In Count Three, Southern Union alleges that "all Defendants"4 fraudulently induced Southern Union to enter into the Agreement. Specifically, Southern Union claims that "Southwest, through Maffie and with the knowledge and consent of the other defendants, represented to Southern Union that Southwest intended to negotiate in good faith regarding the Southern Union offer and that it would conduct a good faith evaluation and due diligence regarding Southern Union." (SAC at ¶ 289). Southern Union then claims that Southwest's representations were false and that Southwest entered the Agreement with the fraudulent intent to prevent Southern Union from approaching Southwest's shareholders with its merger offer. (Id.). Southern Union alleges that it relied on Southwest's representations in entering into the Agreement, and as a result, Southern Union was damaged in an amount not less than $750,000,000. (Id. at ¶¶ 292-93).

A. Fed. R. Civ. P. 9(b)

ONEOK5, Southwest, Irvin, Hartley, Maffie, Zub, and Rose contend that Southern Union has failed to plead fraudulent inducement with the particularity required by Fed. R. Civ. P. 9(b). ONEOK specifically asserts that Southern Union has not alleged that someone at ONEOK made fraudulent representations to someone at Southern Union which induced Southern Union to enter into the Agreement. Likewise, Irvin contends that Southern Union has not alleged that Irvin induced Southern Union to enter into the Agreement or that Irvin made any representations to Southern Union concerning that Agreement. Hartley contends that Southern Union "has not alleged a single fact showing that Hartley had anything to do with" the Agreement. (Hartley Motion at 11-12).

Rule 9(b) provides that "the circumstances constituting fraud . . . shall be stated with particularity."6 "Rule 9(b) ensures that allegations of fraud are specific enough to give defendants notice of the particular misconduct which is alleged to constitute the fraud charged so that they can defend against the charge and not just deny that they have done anything wrong." Semegen v. Weidner, 780 F.2d 727, 731 (9th Cir. 1985). Conclusory allegations of fraud or conspiracy do not satisfy this rule. Id.; see also Utah State University of Agriculture and Applied Science v.
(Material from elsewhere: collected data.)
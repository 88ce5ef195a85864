use serde_json::{Value, json};

use crate::models::{QueueStats, RunRecord, WorkerState};
use crate::runs::SearchProgress;

/// Server-push payloads for dashboards, so clients can subscribe to
/// worker/run progress instead of polling.
#[derive(Debug, Clone)]
pub enum ServerEvent {
    Worker(WorkerState),
    Queue(QueueStats),
    Run(RunRecord),
    SearchProgress(SearchProgress),
}

impl ServerEvent {
    pub fn as_json_value(&self) -> Value {
        match self {
            Self::Worker(state) => json!({
                "type": "worker",
                "running": state.running,
                "paused": state.paused,
                "last_sent": state.last_sent,
                "sends_today": state.sends_today,
                "daily_limit": state.daily_limit,
                "pending": state.pending,
                "sent": state.sent,
                "failed": state.failed,
            }),
            Self::Queue(stats) => json!({
                "type": "queue",
                "pending": stats.pending,
                "sent": stats.sent,
                "failed": stats.failed,
            }),
            Self::Run(run) => json!({
                "type": "run",
                "run_id": run.id,
                "source": run.source,
                "status": run.status,
                "leads_found": run.leads_found,
                "error": run.error,
                "finished_at": run.finished_at,
            }),
            Self::SearchProgress(progress) => json!({
                "type": "search_progress",
                "run_id": progress.run_id,
                "found": progress.found,
                "page": progress.page,
                "done": progress.done,
                "error": progress.error,
            }),
        }
    }
}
Bear Stearns & Co., 549 F.2d 164, 171 (10th Cir.), cert. denied, 434 U.S. 890 (1977). "The pleadings must state precisely the time, place, and nature of the misleading statements, misrepresentations, and specific acts of fraud." Kaplan v. Rose, 49 F.3d 1363, 1370 (9th Cir. 1994), cert. denied sub nom Payne v. Kaplan, 516 U.S. 810 (1995); see also Koch v. Koch Industries, Inc., 203 F.3d 1202, 1236 (10th Cir.) (complaint alleging fraud must "set forth the time, place and contents of the false representation, the identity of the party making the false statements and the consequences thereof.") (internal quotes omitted), cert. denied, 121 S.Ct. 302 (2000). "To allege fraud with particularity, a plaintiff must set forth more than the neutral facts necessary to identify the transaction. The plaintiff must set forth what is false or misleading about a statement, and why it is false." In re GlenFed, Inc. Securities Litigation, 42 F.3d 1541, 1548 (9th Cir. 1994) (GlenFed); see also Grossman v. Novell, Inc., 120 F.3d 1112, 1124 (10th Cir. 1...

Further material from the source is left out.